TASK BRIEF: An exact reprint of the data below is required, line for line.

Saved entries
____________

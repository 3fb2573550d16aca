//! Step executor: dispatches a single step to its type handler.
//!
//! `task`, `approval`, and `notification` steps delegate to collaborator
//! implementations; `condition`, `parallel`, and `delay` are handled
//! in-engine. The executor is stateless between calls and cheap to clone.

use std::collections::HashMap;
use std::sync::Arc;
use std::time::Duration;

use tokio::task::JoinSet;
use veriflow_types::{
    ApprovalService, CollaboratorError, Notification, NotificationGateway, StepType, TaskExecutor,
    WorkflowCondition, WorkflowStep,
};

use crate::condition::ConditionEvaluator;
use crate::error::{EngineError, EngineResult};

/// Dispatches steps to their type handlers and reports the outcome.
pub struct StepExecutor {
    task_executor: Arc<dyn TaskExecutor>,
    approval_service: Arc<dyn ApprovalService>,
    notification_gateway: Arc<dyn NotificationGateway>,
}

impl Clone for StepExecutor {
    fn clone(&self) -> Self {
        Self {
            task_executor: self.task_executor.clone(),
            approval_service: self.approval_service.clone(),
            notification_gateway: self.notification_gateway.clone(),
        }
    }
}

impl StepExecutor {
    pub fn new(
        task_executor: Arc<dyn TaskExecutor>,
        approval_service: Arc<dyn ApprovalService>,
        notification_gateway: Arc<dyn NotificationGateway>,
    ) -> Self {
        Self {
            task_executor,
            approval_service,
            notification_gateway,
        }
    }

    /// Execute a single runtime step and return its result value.
    pub async fn execute(
        &self,
        step: &WorkflowStep,
        context: &HashMap<String, serde_json::Value>,
    ) -> EngineResult<serde_json::Value> {
        tracing::debug!(
            step_id = %step.id,
            step_type = %step.step_type,
            "executing step"
        );

        match step.step_type {
            StepType::Parallel => self.execute_parallel(step, context).await,
            _ => {
                self.execute_leaf(
                    step.step_type,
                    &step.config,
                    step.condition.as_ref(),
                    step.delay_ms,
                    &step.id,
                    context,
                )
                .await
            }
        }
    }

    /// Execute a non-parallel step.
    async fn execute_leaf(
        &self,
        step_type: StepType,
        config: &serde_json::Value,
        condition: Option<&WorkflowCondition>,
        delay_ms: Option<u64>,
        step_id: &str,
        context: &HashMap<String, serde_json::Value>,
    ) -> EngineResult<serde_json::Value> {
        match step_type {
            StepType::Task => Ok(self.task_executor.run(config, context).await?),
            StepType::Approval => Ok(self.approval_service.request(config, context).await?),
            StepType::Notification => {
                let notification: Notification = serde_json::from_value(config.clone())
                    .map_err(CollaboratorError::Serialization)?;
                let deliveries = self.notification_gateway.send(&notification).await?;
                let delivered = deliveries.iter().filter(|d| d.delivered).count();

                // Partial delivery is a valid outcome; only a gateway error
                // fails the step.
                Ok(serde_json::json!({
                    "delivered": delivered,
                    "total": deliveries.len(),
                    "deliveries": deliveries,
                }))
            }
            StepType::Condition => {
                let condition = condition.ok_or_else(|| {
                    EngineError::InvalidDefinition(format!(
                        "condition step '{step_id}' has no condition"
                    ))
                })?;
                Ok(serde_json::Value::Bool(ConditionEvaluator::evaluate(
                    condition, context,
                )))
            }
            StepType::Delay => {
                let ms = delay_ms.unwrap_or(0);
                tokio::time::sleep(Duration::from_millis(ms)).await;
                Ok(serde_json::Value::Null)
            }
            StepType::Parallel => Err(EngineError::InvalidDefinition(format!(
                "parallel step '{step_id}' cannot nest inside another parallel step"
            ))),
        }
    }

    /// Run all sub-steps concurrently and join. Every sub-step must
    /// complete; the first failure fails the group after the remaining
    /// sub-steps have finished.
    async fn execute_parallel(
        &self,
        step: &WorkflowStep,
        context: &HashMap<String, serde_json::Value>,
    ) -> EngineResult<serde_json::Value> {
        let mut join_set = JoinSet::new();

        for sub in &step.sub_steps {
            let executor = self.clone();
            let sub = sub.clone();
            let ctx = context.clone();

            join_set.spawn(async move {
                let result = executor
                    .execute_leaf(
                        sub.step_type,
                        &sub.config,
                        sub.condition.as_ref(),
                        sub.delay_ms,
                        &sub.id,
                        &ctx,
                    )
                    .await;
                (sub.id, result)
            });
        }

        let mut results = serde_json::Map::new();
        let mut first_error: Option<String> = None;

        while let Some(joined) = join_set.join_next().await {
            match joined {
                Ok((sub_id, Ok(value))) => {
                    results.insert(sub_id, value);
                }
                Ok((sub_id, Err(e))) => {
                    tracing::warn!(
                        step_id = %step.id,
                        sub_step = %sub_id,
                        error = %e,
                        "parallel sub-step failed"
                    );
                    if first_error.is_none() {
                        first_error = Some(format!("sub-step '{sub_id}' failed: {e}"));
                    }
                }
                Err(e) => {
                    if first_error.is_none() {
                        first_error = Some(format!("sub-step panicked: {e}"));
                    }
                }
            }
        }

        match first_error {
            Some(message) => Err(EngineError::StepExecution(
                CollaboratorError::ExecutionFailed(message),
            )),
            None => Ok(serde_json::Value::Object(results)),
        }
    }
}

____________

TASK RESPONSE:
repository 3fb2573550d16aca
//! Step executor: dispatches a single step to its type handler.
//!
//! `task`, `approval`, and `notification` steps delegate to collaborator
//! implementations; `condition`, `parallel`, and `delay` are handled
//! in-engine. The executor is stateless between calls and cheap to clone.

use std::collections::HashMap;
use std::sync::Arc;
use std::time::Duration;

use tokio::task::JoinSet;
use veriflow_types::{
    ApprovalService, CollaboratorError, Notification, NotificationGateway, StepType, TaskExecutor,
    WorkflowCondition, WorkflowStep,
};

use crate::condition::ConditionEvaluator;
use crate::error::{EngineError, EngineResult};

/// Dispatches steps to their type handlers and reports the outcome.
pub struct StepExecutor {
    task_executor: Arc<dyn TaskExecutor>,
    approval_service: Arc<dyn ApprovalService>,
    notification_gateway: Arc<dyn NotificationGateway>,
}

impl Clone for StepExecutor {
    fn clone(&self) -> Self {
        Self {
            task_executor: self.task_executor.clone(),
            approval_service: self.approval_service.clone(),
            notification_gateway: self.notification_gateway.clone(),
        }
    }
}

impl StepExecutor {
    pub fn new(
        task_executor: Arc<dyn TaskExecutor>,
        approval_service: Arc<dyn ApprovalService>,
        notification_gateway: Arc<dyn NotificationGateway>,
    ) -> Self {
        Self {
            task_executor,
            approval_service,
            notification_gateway,
        }
    }

    /// Execute a single runtime step and return its result value.
    pub async fn execute(
        &self,
        step: &WorkflowStep,
        context: &HashMap<String, serde_json::Value>,
    ) -> EngineResult<serde_json::Value> {
        tracing::debug!(
            step_id = %step.id,
            step_type = %step.step_type,
            "executing step"
        );

        match step.step_type {
            StepType::Parallel => self.execute_parallel(step, context).await,
            _ => {
                self.execute_leaf(
                    step.step_type,
                    &step.config,
                    step.condition.as_ref(),
                    step.delay_ms,
                    &step.id,
                    context,
                )
                .await
            }
        }
    }

    /// Execute a non-parallel step.
    async fn execute_leaf(
        &self,
        step_type: StepType,
        config: &serde_json::Value,
        condition: Option<&WorkflowCondition>,
        delay_ms: Option<u64>,
        step_id: &str,
        context: &HashMap<String, serde_json::Value>,
    ) -> EngineResult<serde_json::Value> {
        match step_type {
            StepType::Task => Ok(self.task_executor.run(config, context).await?),
            StepType::Approval => Ok(self.approval_service.request(config, context).await?),
            StepType::Notification => {
                let notification: Notification = serde_json::from_value(config.clone())
                    .map_err(CollaboratorError::Serialization)?;
                let deliveries = self.notification_gateway.send(&notification).await?;
                let delivered = deliveries.iter().filter(|d| d.delivered).count();

                // Partial delivery is a valid outcome; only a gateway error
                // fails the step.
                Ok(serde_json::json!({
                    "delivered": delivered,
                    "total": deliveries.len(),
                    "deliveries": deliveries,
                }))
            }
            StepType::Condition => {
                let condition = condition.ok_or_else(|| {
                    EngineError::InvalidDefinition(format!(
                        "condition step '{step_id}' has no condition"
                    ))
                })?;
                Ok(serde_json::Value::Bool(ConditionEvaluator::evaluate(
                    condition, context,
                )))
            }
            StepType::Delay => {
                let ms = delay_ms.unwrap_or(0);
                tokio::time::sleep(Duration::from_millis(ms)).await;
                Ok(serde_json::Value::Null)
            }
            StepType::Parallel => Err(EngineError::InvalidDefinition(format!(
                "parallel step '{step_id}' cannot nest inside another parallel step"
            ))),
        }
    }

    /// Run all sub-steps concurrently and join. Every sub-step must
    /// complete; the first failure fails the group after the remaining
    /// sub-steps have finished.
    async fn execute_parallel(
        &self,
        step: &WorkflowStep,
        context: &HashMap<String, serde_json::Value>,
    ) -> EngineResult<serde_json::Value> {
        let mut join_set = JoinSet::new();

        for sub in &step.sub_steps {
            let executor = self.clone();
            let sub = sub.clone();
            let ctx = context.clone();

            join_set.spawn(async move {
                let result = executor
                    .execute_leaf(
                        sub.step_type,
                        &sub.config,
                        sub.condition.as_ref(),
                        sub.delay_ms,
                        &sub.id,
                        &ctx,
                    )
                    .await;
                (sub.id, result)
            });
        }

        let mut results = serde_json::Map::new();
        let mut first_error: Option<String> = None;

        while let Some(joined) = join_set.join_next().await {
            match joined {
                Ok((sub_id, Ok(value))) => {
                    results.insert(sub_id, value);
                }
                Ok((sub_id, Err(e))) => {
                    tracing::warn!(
                        step_id = %step.id,
                        sub_step = %sub_id,
                        error = %e,
                        "parallel sub-step failed"
                    );
                    if first_error.is_none() {
                        first_error = Some(format!("sub-step '{sub_id}' failed: {e}"));
                    }
                }
                Err(e) => {
                    if first_error.is_none() {
                        first_error = Some(format!("sub-step panicked: {e}"));
                    }
                }
            }
        }

        match first_error {
            Some(message) => Err(EngineError::StepExecution(
                CollaboratorError::ExecutionFailed(message),
            )),
            None => Ok(serde_json::Value::Object(results)),
        }
    }
}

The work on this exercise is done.